We managed to get James out of the Marriott by the simple expedient of going all the way to the back and using the garage elevator; with the cheek-by-jowl crowd in the hotel by 2 p.m., his going up two levels in the elevator to get back to the skybridge to the Hyatt was impossible. So he basically got back to the hotel by just riding the chair up the sidewalk next to both hotels.

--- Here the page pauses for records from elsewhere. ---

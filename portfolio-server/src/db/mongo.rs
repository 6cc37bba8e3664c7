//! MongoDB client and the portfolio repository

use bson::{doc, DateTime, Document};
use mongodb::{Client, Collection, Database};
use portfolio_core::PortfolioDocument;
use tracing::{debug, info};

use crate::db::schemas::{from_stored, live_filter, upsert_update};
use crate::types::ServerError;

/// MongoDB client wrapper
#[derive(Clone)]
pub struct MongoClient {
    client: Client,
    db_name: String,
}

impl MongoClient {
    /// Connect and verify the server answers a ping
    pub async fn new(uri: &str, db_name: &str) -> Result<Self, ServerError> {
        info!("Connecting to MongoDB");

        // Fail fast instead of hanging on an unreachable server
        let timeout_uri = if uri.contains('?') {
            format!("{}&serverSelectionTimeoutMS=3000&connectTimeoutMS=3000", uri)
        } else {
            format!("{}?serverSelectionTimeoutMS=3000&connectTimeoutMS=3000", uri)
        };

        let client = Client::with_uri_str(&timeout_uri)
            .await
            .map_err(|e| ServerError::Database(format!("Failed to connect to MongoDB: {}", e)))?;

        client
            .database(db_name)
            .run_command(doc! { "ping": 1 })
            .await
            .map_err(|e| ServerError::Database(format!("MongoDB ping failed: {}", e)))?;

        info!("Connected to MongoDB database '{}'", db_name);

        Ok(Self {
            client,
            db_name: db_name.to_string(),
        })
    }

    pub fn database(&self) -> Database {
        self.client.database(&self.db_name)
    }

    pub fn db_name(&self) -> &str {
        &self.db_name
    }
}

/// Reads and writes the single portfolio document
#[derive(Clone)]
pub struct PortfolioRepository {
    collection: Collection<Document>,
}

impl PortfolioRepository {
    pub fn new(client: &MongoClient, collection_name: &str) -> Self {
        Self {
            collection: client.database().collection::<Document>(collection_name),
        }
    }

    /// The stored portfolio, if any. The collection is read by "find first",
    /// never by key.
    pub async fn find_first(&self) -> Result<Option<PortfolioDocument>, ServerError> {
        let raw = self
            .collection
            .find_one(live_filter())
            .await
            .map_err(|e| ServerError::Database(format!("Find failed: {}", e)))?;

        match raw {
            Some(raw) => from_stored(raw),
            None => Ok(None),
        }
    }

    /// Create the singleton or overwrite its known keys. Returns the stored result.
    pub async fn upsert(&self, doc: &PortfolioDocument) -> Result<PortfolioDocument, ServerError> {
        let update = upsert_update(doc, DateTime::now())?;
        let result = self
            .collection
            .update_one(live_filter(), update)
            .upsert(true)
            .await
            .map_err(|e| ServerError::Database(format!("Update failed: {}", e)))?;

        debug!(
            matched = result.matched_count,
            created = result.upserted_id.is_some(),
            last_updated = ?doc.last_updated,
            "Saved portfolio document"
        );

        Ok(self.find_first().await?.unwrap_or_else(|| doc.clone()))
    }
}

#[cfg(test)]
mod tests {
    // Integration tests would require a running MongoDB instance.
    // Update/decode logic is covered in db::schemas::portfolio.
}
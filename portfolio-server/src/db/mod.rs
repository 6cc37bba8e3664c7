//! MongoDB persistence for the portfolio document

pub mod mongo;
pub mod schemas;

pub use mongo::{MongoClient, PortfolioRepository};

I went to the Sheraton to get in line for the Sleepy Hollow panel; waited from 2:30 until they loaded the room at 3:30, and then we had to wait until after four. Since Sleepy Hollow is now filming in Georgia, they didn't have to go far to get Tom Mison and Nicole Beharie as guests. Interviewer John Ichabod Anderson (yes, that's his name) opened the panel with Tom Mison, and I totally have forgotten the first question because the next person who came up to the microphone made a couple of nice comments, then asked "Did anyone ever tell you that you look like a smokin' hot Jesus?" He turned red and made a motion to "text his Mum" (this became a running gag the moment people mentioned something embarrassing), and then "smokin' hot Jesus" and its permutations became another running gag, the one Nicole Beharie walked in on a few minutes later—you should have seen her face!—along with Corey Castellano, who designs the monsters. (When asked how much lead time he gets on monsters, the reply was a wry "Not enough!") I was quite heartened to hear that neither of the cast members wishes a romance between Ichabod and Abbie ("Ichabbie" as the 'shippers call it); Tom Mison said he loved the show for that, that they are just friends. Nicole Beharie looked sternly at the audience and added, "We read your fanfiction, you know!"

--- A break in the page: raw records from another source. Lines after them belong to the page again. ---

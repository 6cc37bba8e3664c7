//! HTTP client for the persistence API (`/api/data`)

use async_trait::async_trait;
use portfolio_core::PortfolioDocument;
use reqwest::Client;
use serde_json::Value;
use std::time::Duration;
use tracing::debug;

use super::RemoteStore;
use crate::error::{Result, SyncError};

#[derive(Debug, Clone)]
pub struct RemoteConfig {
    /// Base URL of the persistence API, e.g. `http://localhost:5000`
    pub base_url: String,
    pub timeout_secs: u64,
}

impl Default for RemoteConfig {
    fn default() -> Self {
        Self {
            base_url: "http://localhost:5000".to_string(),
            timeout_secs: 30,
        }
    }
}

/// Remote store backed by `GET/POST /api/data`
///
/// # Example
///
/// ```rust,no_run
/// use portfolio_sync::{HttpRemoteStore, RemoteConfig, RemoteStore};
///
/// # async fn example() -> Result<(), Box<dyn std::error::Error>> {
/// let remote = HttpRemoteStore::new(RemoteConfig {
///     base_url: "http://localhost:5000".into(),
///     ..Default::default()
/// })?;
///
/// if let Some(doc) = remote.fetch().await? {
///     println!("{}", doc.profile.name);
/// }
/// # Ok(())
/// # }
/// ```
pub struct HttpRemoteStore {
    config: RemoteConfig,
    client: Client,
}

impl HttpRemoteStore {
    pub fn new(config: RemoteConfig) -> Result<Self> {
        let client = Client::builder()
            .timeout(Duration::from_secs(config.timeout_secs))
            .build()?;
        Ok(Self { config, client })
    }

    pub fn base_url(&self) -> &str {
        &self.config.base_url
    }

    fn data_url(&self) -> String {
        format!("{}/api/data", self.config.base_url.trim_end_matches('/'))
    }

    async fn handle_response(&self, response: reqwest::Response) -> Result<Value> {
        if !response.status().is_success() {
            let status = response.status().as_u16();
            let message = response.text().await.unwrap_or_default();
            return Err(SyncError::Server { status, message });
        }
        let text = response.text().await?;
        if text.trim().is_empty() {
            return Ok(Value::Null);
        }
        serde_json::from_str(&text).map_err(|e| SyncError::Decode(e.to_string()))
    }
}

/// Interpret a persistence API body. `null`, and objects without a profile,
/// mean the store has no document yet. A profile-bearing body that does not
/// decode is [`SyncError::Decode`], never "empty".
pub(crate) fn document_from_value(value: Value) -> Result<Option<PortfolioDocument>> {
    match value.get("profile") {
        Some(profile) if !profile.is_null() => serde_json::from_value(value)
            .map(Some)
            .map_err(|e| SyncError::Decode(e.to_string())),
        _ => Ok(None),
    }
}

#[async_trait]
impl RemoteStore for HttpRemoteStore {
    async fn fetch(&self) -> Result<Option<PortfolioDocument>> {
        let response = self.client.get(self.data_url()).send().await?;
        let value = self.handle_response(response).await?;
        let doc = document_from_value(value)?;
        debug!(found = doc.is_some(), "Fetched remote document");
        Ok(doc)
    }

    async fn save(&self, doc: &PortfolioDocument) -> Result<Option<PortfolioDocument>> {
        let response = self.client.post(self.data_url()).json(doc).send().await?;
        let value = self.handle_response(response).await?;
        document_from_value(value)
    }
}
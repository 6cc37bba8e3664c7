//! Scriptable in-memory remote store for tests

use async_trait::async_trait;
use portfolio_core::PortfolioDocument;
use std::sync::atomic::{AtomicBool, AtomicU32, Ordering};
use std::sync::{Mutex, MutexGuard, PoisonError};

use super::RemoteStore;
use crate::error::{Result, SyncError};

/// Mock remote store.
///
/// Behaves like a single-document store: a successful save replaces the
/// held document. Every saved document is also recorded in order.
pub struct MockRemoteStore {
    document: Mutex<Option<PortfolioDocument>>,
    saves: Mutex<Vec<PortfolioDocument>>,
    reachable: AtomicBool,
    fail_saves: AtomicBool,
    undecodable: AtomicBool,
    fetch_count: AtomicU32,
}

impl MockRemoteStore {
    /// A reachable store holding nothing
    pub fn empty() -> Self {
        Self {
            document: Mutex::new(None),
            saves: Mutex::new(Vec::new()),
            reachable: AtomicBool::new(true),
            fail_saves: AtomicBool::new(false),
            undecodable: AtomicBool::new(false),
            fetch_count: AtomicU32::new(0),
        }
    }

    /// A reachable store holding `doc`
    pub fn with_document(doc: PortfolioDocument) -> Self {
        let store = Self::empty();
        *lock(&store.document) = Some(doc);
        store
    }

    /// A store whose every call fails
    pub fn unreachable() -> Self {
        let store = Self::empty();
        store.reachable.store(false, Ordering::SeqCst);
        store
    }

    /// Fetches succeed but saves fail
    pub fn with_failing_saves(self) -> Self {
        self.fail_saves.store(true, Ordering::SeqCst);
        self
    }

    /// Fetches answer with a document that cannot be decoded
    pub fn undecodable() -> Self {
        let store = Self::empty();
        store.undecodable.store(true, Ordering::SeqCst);
        store
    }

    pub fn set_reachable(&self, reachable: bool) {
        self.reachable.store(reachable, Ordering::SeqCst);
    }

    /// Document the store currently holds
    pub fn document(&self) -> Option<PortfolioDocument> {
        lock(&self.document).clone()
    }

    /// Every save call that reached the store, oldest first
    pub fn saves(&self) -> Vec<PortfolioDocument> {
        lock(&self.saves).clone()
    }

    pub fn save_count(&self) -> usize {
        lock(&self.saves).len()
    }

    pub fn fetch_count(&self) -> u32 {
        self.fetch_count.load(Ordering::SeqCst)
    }
}

impl Default for MockRemoteStore {
    fn default() -> Self {
        Self::empty()
    }
}

fn lock<T>(m: &Mutex<T>) -> MutexGuard<'_, T> {
    m.lock().unwrap_or_else(PoisonError::into_inner)
}

fn unavailable() -> SyncError {
    SyncError::Server {
        status: 503,
        message: "Mock remote unreachable".to_string(),
    }
}

#[async_trait]
impl RemoteStore for MockRemoteStore {
    async fn fetch(&self) -> Result<Option<PortfolioDocument>> {
        self.fetch_count.fetch_add(1, Ordering::SeqCst);
        if !self.reachable.load(Ordering::SeqCst) {
            return Err(unavailable());
        }
        if self.undecodable.load(Ordering::SeqCst) {
            return Err(SyncError::Decode("mock document has an unknown skill level".to_string()));
        }
        Ok(self.document())
    }

    async fn save(&self, doc: &PortfolioDocument) -> Result<Option<PortfolioDocument>> {
        lock(&self.saves).push(doc.clone());
        if !self.reachable.load(Ordering::SeqCst) || self.fail_saves.load(Ordering::SeqCst) {
            return Err(unavailable());
        }
        *lock(&self.document) = Some(doc.clone());
        Ok(Some(doc.clone()))
    }
}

Other questions were about most scary villains (he said the Sandman and she said the coins that brought out your evil side, since anyone can be evil), monsters they would like to face or fantasy elements they would like to do (she wants to be a mermaid). Corey Castellano said he sometimes gets very vague descriptions of the monsters in the scripts; my favorite he mentioned was when the writer said it was his first monster and he didn't know what it looked like, but make it took good! Anyway, an outstanding and often hysterically funny way to spend an hour, and definitely worth the wait.

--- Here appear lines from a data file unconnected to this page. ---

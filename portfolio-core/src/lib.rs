//! Portfolio Core - shared document model for the portfolio site
//!
//! Everything the sync engine, the admin CLI and the persistence server agree on:
//!
//! - [`PortfolioDocument`] - the single aggregate holding profile and all entity sequences
//! - [`Entity`] / [`EntityPatch`] - uniform add/update/delete/move over the six collections
//! - [`reconcile`] - last-write-wins selection between local cache and remote store
//! - [`AdminGate`] - the single-admin credential check used by the editor
//!
//! This crate does no I/O. Timers, caches and HTTP live in `portfolio-sync`
//! and `portfolio-server`.

pub mod admin;
pub mod document;
pub mod entities;
pub mod mutation;
pub mod reconcile;
pub mod seed;

pub use admin::{AdminCredentials, AdminGate};
pub use document::{
    next_stamp, now_millis, CustomIcons, PhotoStats, PortfolioDocument, Profile, SeStats,
};
pub use entities::{
    Achievement, AchievementCategory, Experience, PortfolioCategory, Project, ProjectStatus,
    Service, Skill, SkillCategory, SkillLevel,
};
pub use mutation::{
    new_entity_id, AchievementPatch, Collection, Direction, Entity, EntityPatch,
    ExperiencePatch, MutationError, ParseError, PortfolioCategoryPatch, ProfilePatch,
    ProjectPatch, ServicePatch, SkillPatch,
};
pub use reconcile::{reconcile, Reconciliation, ReconcilePolicy, RemoteState, Source};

Headed back to the Hyatt where James was attending a Military Science Fiction panel, but wasn't interested myself, so decided to check out the dealer's "room" which is down the street in Building 2 of the America's Mart. I couldn't figure out why there was a line to get down there on the second day of the con until I got down to the doors and realized you had to cross the street to get there—people were waiting for the light!
I didn't stay long. The place is huge and complete cacophony, plus you have to walk past a huge foyer with escalators going up to the second level, then the food court, and only then you get to the exhibit halls. I found the McFarland booth and looked at the books, and bought a button apiece from a nearby booth, and then got the hell out of there. Too loud, too warm, and just creepy. Like shopping at Walmart before Christmas.
Found James back on the Embassy level at the end of his panel, but the room was full, so I stayed out for the remaining time of the panel talking to Jake Skidmore. Jake had a stroke over a year ago, but is sounding and looking so much better.
We could have stayed for a book publisher's panel, but we were both tired, so we came home and as a treat stopped by Tin Drum to get supper to go. (We'll probably be leaving the same time tomorrow since James has to work on Monday.) We came home to find "The Day of the Doctor" replaying on BBC America with Ingrid Oliver (Osgood) being interviewed during the breaks. We watched that through to the end (and Peter Capaldi's eyebrows) before turning on the news.